• [Information given]:
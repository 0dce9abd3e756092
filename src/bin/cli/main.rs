use account_object_store::{
    app::{AppBuilder, AppConfig, AppServices, StorageBackend},
    AccountId, AccountsBucket, CreateBucketOptions, GetObjectConditions, GetObjectOptions,
    PageCursor, PutObjectOptions, StaticAccountContext,
};
use anyhow::{Context, Result};
use bytes::Bytes;
use clap::{Args, Parser, Subcommand};
use futures::StreamExt;
use std::{path::PathBuf, str::FromStr, sync::Arc};
use tokio::io::{AsyncWrite, AsyncWriteExt};
use tracing::{debug, level_filters::LevelFilter};
use tracing_subscriber::{layer::SubscriberExt, util::SubscriberInitExt, Layer};

#[derive(Parser, Debug)]
#[command(name = "account-object-store-cli")]
#[command(about = "Manage account-scoped objects in S3-compatible storage", long_about = None)]
struct Cli {
    /// Storage backend type (s3 or memory)
    #[arg(long, env = "STORAGE_BACKEND", default_value = "s3")]
    storage_backend: String,

    /// S3 endpoint URL (for MinIO and other S3-compatible services)
    #[arg(long, env = "S3_ENDPOINT")]
    s3_endpoint: Option<String>,

    /// S3 region
    #[arg(long, env = "S3_REGION", default_value = "us-east-1")]
    s3_region: String,

    /// S3 access key
    #[arg(long, env = "S3_ACCESS_KEY")]
    s3_access_key: Option<String>,

    /// S3 secret key
    #[arg(long, env = "S3_SECRET_KEY")]
    s3_secret_key: Option<String>,

    /// Use path-style addressing
    #[arg(long, env = "S3_FORCE_PATH_STYLE", default_value = "false")]
    s3_force_path_style: bool,

    /// Prefix prepended to every bucket name
    #[arg(long, env = "S3_BUCKET_PREFIX", default_value = "")]
    bucket_prefix: String,

    /// Log level
    #[arg(long, env = "LOG_LEVEL", default_value = "warn")]
    log_level: String,

    #[command(subcommand)]
    command: Commands,
}

/// Where an object command operates
#[derive(Args, Debug)]
struct AccountTarget {
    /// Shared bucket name
    #[arg(short, long, env = "ACCOUNT_BUCKET")]
    bucket: String,

    /// Account whose key space is used
    #[arg(short, long, env = "ACCOUNT_ID")]
    account: String,

    /// Treat the bucket as versioned
    #[arg(long)]
    versioning: bool,
}

#[derive(Subcommand, Debug)]
enum Commands {
    /// List buckets visible through the bucket prefix
    Buckets,

    /// Create a bucket
    CreateBucket {
        bucket: String,
        /// Enable versioning
        #[arg(long)]
        versioning: bool,
    },

    /// Delete a bucket
    DeleteBucket {
        bucket: String,
        /// Delete all objects (and versions) first
        #[arg(long)]
        force: bool,
    },

    /// Check whether a bucket exists
    ExistsBucket { bucket: String },

    /// Upload a file
    Put {
        /// Object key, relative to the account
        key: String,
        /// File path to upload
        file: PathBuf,
        #[command(flatten)]
        target: AccountTarget,
        /// Content type
        #[arg(long)]
        content_type: Option<String>,
    },

    /// Download an object
    Get {
        /// Object key, relative to the account
        key: String,
        #[command(flatten)]
        target: AccountTarget,
        /// Output file path (stdout when omitted)
        #[arg(short, long)]
        output: Option<PathBuf>,
        /// Version to fetch (versioned buckets)
        #[arg(long)]
        version_id: Option<String>,
    },

    /// Delete an object (every version of it in versioned buckets)
    Delete {
        key: String,
        #[command(flatten)]
        target: AccountTarget,
    },

    /// Delete everything under a prefix
    DeleteRecursive {
        prefix: String,
        #[command(flatten)]
        target: AccountTarget,
    },

    /// Delete one version of an object
    DeleteVersion {
        key: String,
        version_id: String,
        #[command(flatten)]
        target: AccountTarget,
    },

    /// List objects of a bucket
    List {
        bucket: String,
        /// Key prefix
        #[arg(short, long)]
        prefix: Option<String>,
        /// List versions and delete markers
        #[arg(long)]
        versions: bool,
        /// Keys per request
        #[arg(long, default_value = "50")]
        page_size: usize,
        /// Print one JSON document per entry
        #[arg(long)]
        json: bool,
    },
}

impl Cli {
    fn to_app_config(&self) -> Result<AppConfig> {
        let storage_backend = match self.storage_backend.as_str() {
            "memory" => StorageBackend::InMemory,
            "s3" => StorageBackend::S3 {
                region: self.s3_region.clone(),
                endpoint: self.s3_endpoint.clone(),
                access_key_id: self.s3_access_key.clone(),
                secret_access_key: self.s3_secret_key.clone(),
                force_path_style: self.s3_force_path_style,
            },
            _ => anyhow::bail!("Unknown storage backend: {}", self.storage_backend),
        };

        Ok(AppConfig {
            storage_backend,
            bucket_prefix: self.bucket_prefix.clone(),
        })
    }

    fn init_logging(&self) -> Result<()> {
        let level = LevelFilter::from_str(&self.log_level)
            .with_context(|| format!("Invalid log level: {}", self.log_level))?;

        tracing_subscriber::registry()
            .with(
                tracing_subscriber::fmt::layer()
                    .with_writer(std::io::stderr)
                    .with_filter(level),
            )
            .init();

        Ok(())
    }
}

impl AccountTarget {
    fn account(&self) -> Result<Arc<StaticAccountContext>> {
        let account = AccountId::new(self.account.as_str())
            .with_context(|| format!("Invalid account id: {}", self.account))?;
        Ok(Arc::new(StaticAccountContext::new(account)))
    }
}

async fn write_body<B: AccountsBucket>(
    bucket: &B,
    key: &str,
    options: B::GetOptions,
    output: Option<PathBuf>,
) -> Result<()> {
    let mut body = bucket
        .get_as_stream(key, options)
        .await
        .with_context(|| format!("Failed to get {}", key))?;

    let mut writer: Box<dyn AsyncWrite + Unpin + Send> = match &output {
        Some(path) => Box::new(
            tokio::fs::File::create(path)
                .await
                .with_context(|| format!("Failed to create {}", path.display()))?,
        ),
        None => Box::new(tokio::io::stdout()),
    };

    while let Some(chunk) = body.next().await {
        writer.write_all(&chunk.context("Failed to read object body")?).await?;
    }
    writer.flush().await?;
    Ok(())
}

async fn run(app: &AppServices, command: Commands) -> Result<()> {
    let s3 = &app.s3;

    match command {
        Commands::Buckets => {
            for name in s3.list_bucket_names().await? {
                println!("{}", name);
            }
        }
        Commands::CreateBucket { bucket, versioning } => {
            s3.create_bucket(&bucket, CreateBucketOptions { versioning })
                .await
                .with_context(|| format!("Failed to create bucket {}", bucket))?;
            println!("created {}", bucket);
        }
        Commands::DeleteBucket { bucket, force } => {
            s3.delete_bucket(&bucket, force)
                .await
                .with_context(|| format!("Failed to delete bucket {}", bucket))?;
            println!("deleted {}", bucket);
        }
        Commands::ExistsBucket { bucket } => {
            println!("{}", s3.exists_bucket(&bucket).await?);
        }
        Commands::Put {
            key,
            file,
            target,
            content_type,
        } => {
            let body = tokio::fs::read(&file)
                .await
                .with_context(|| format!("Failed to read {}", file.display()))?;
            let options = PutObjectOptions {
                content_type,
                ..Default::default()
            };
            let account = target.account()?;

            let output = if target.versioning {
                app.accounts_shared_versioning_bucket(account, target.bucket)
                    .put(&key, Bytes::from(body), options)
                    .await?
            } else {
                app.accounts_shared_bucket(account, target.bucket)
                    .put(&key, Bytes::from(body), options)
                    .await?
            };
            match output.try_version_id() {
                Some(version_id) => println!("{} {}", output.id, version_id),
                None => println!("{}", output.id),
            }
        }
        Commands::Get {
            key,
            target,
            output,
            version_id,
        } => {
            let account = target.account()?;
            if target.versioning {
                let bucket = app.accounts_shared_versioning_bucket(account, target.bucket);
                let options = GetObjectOptions {
                    version_id,
                    ..Default::default()
                };
                write_body(&bucket, &key, options, output).await?;
            } else {
                if version_id.is_some() {
                    anyhow::bail!("--version-id requires --versioning");
                }
                let bucket = app.accounts_shared_bucket(account, target.bucket);
                write_body(&bucket, &key, GetObjectConditions::default(), output).await?;
            }
        }
        Commands::Delete { key, target } => {
            let account = target.account()?;
            if target.versioning {
                let deleted = app
                    .accounts_shared_versioning_bucket(account, target.bucket)
                    .delete(&key)
                    .await?;
                println!("deleted {} versions of {}", deleted.deleted, key);
            } else {
                app.accounts_shared_bucket(account, target.bucket)
                    .delete(&key)
                    .await?;
                println!("deleted {}", key);
            }
        }
        Commands::DeleteRecursive { prefix, target } => {
            let account = target.account()?;
            let deleted = if target.versioning {
                app.accounts_shared_versioning_bucket(account, target.bucket)
                    .delete_recursive(&prefix)
                    .await?
            } else {
                app.accounts_shared_bucket(account, target.bucket)
                    .delete_recursive(&prefix)
                    .await?
            };
            println!("{}", serde_json::to_string(&deleted)?);
        }
        Commands::DeleteVersion {
            key,
            version_id,
            target,
        } => {
            let account = target.account()?;
            app.accounts_shared_versioning_bucket(account, target.bucket)
                .delete_version(&key, version_id)
                .await?;
            println!("deleted {}", key);
        }
        Commands::List {
            bucket,
            prefix,
            versions,
            page_size,
            json,
        } => {
            if versions {
                let mut pages = s3
                    .list_objects_versions(&bucket, prefix.as_deref(), page_size)
                    .versions(true)
                    .into_stream();
                while let Some(page) = pages.next().await {
                    for version in page? {
                        if json {
                            println!("{}", serde_json::to_string(&version)?);
                        } else {
                            let marker = if version.is_delete_marker { " (delete marker)" } else { "" };
                            println!("{} {}{}", version.key, version.version_id, marker);
                        }
                    }
                }
            } else {
                let mut pages = s3
                    .list_objects(&bucket, prefix.as_deref(), page_size)
                    .into_stream();
                while let Some(page) = pages.next().await {
                    for object in page? {
                        if json {
                            println!("{}", serde_json::to_string(&object)?);
                        } else {
                            println!("{}\t{}", object.size, object.key);
                        }
                    }
                }
            }
        }
    }

    Ok(())
}

#[tokio::main]
async fn main() -> Result<()> {
    // Load .env file if it exists
    dotenvy::dotenv().ok();

    let cli = Cli::parse();
    cli.init_logging()?;

    let config = cli.to_app_config()?;
    debug!(backend = ?config.storage_backend, "building application");

    let app = AppBuilder::new()
        .with_config(config)
        .build()
        .await
        .context("Failed to build application")?;

    let result = run(&app, cli.command).await;
    app.shutdown().await;
    result
}

#[cfg(test)]
mod tests {
    use super::*;

    #[test]
    fn test_cli_parsing() {
        let cli = Cli::parse_from([
            "account-object-store-cli",
            "--storage-backend",
            "s3",
            "--s3-endpoint",
            "http://localhost:9000",
            "--s3-access-key",
            "minioadmin",
            "--s3-secret-key",
            "minioadmin",
            "put",
            "docs/a.txt",
            "./a.txt",
            "--bucket",
            "shared",
            "--account",
            "account1",
            "--versioning",
        ]);

        assert_eq!(cli.s3_endpoint.as_deref(), Some("http://localhost:9000"));
        match cli.command {
            Commands::Put { key, target, .. } => {
                assert_eq!(key, "docs/a.txt");
                assert_eq!(target.bucket, "shared");
                assert_eq!(target.account, "account1");
                assert!(target.versioning);
            }
            other => panic!("Expected put command, got {:?}", other),
        }
    }

    #[test]
    fn test_memory_config() {
        let cli = Cli::parse_from([
            "account-object-store-cli",
            "--storage-backend",
            "memory",
            "--bucket-prefix",
            "dev-",
            "buckets",
        ]);

        let config = cli.to_app_config().unwrap();
        assert_eq!(config.storage_backend, StorageBackend::InMemory);
        assert_eq!(config.bucket_prefix, "dev-");
    }

    #[test]
    fn test_unknown_backend_is_rejected() {
        let cli = Cli::parse_from([
            "account-object-store-cli",
            "--storage-backend",
            "ftp",
            "buckets",
        ]);
        assert!(cli.to_app_config().is_err());
    }
}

• [Exercise directions]: When the entries above show the word "http" in a line, copy that line out.

• [Expected output]:
            "http://localhost:9000",
        assert_eq!(cli.s3_endpoint.as_deref(), Some("http://localhost:9000"));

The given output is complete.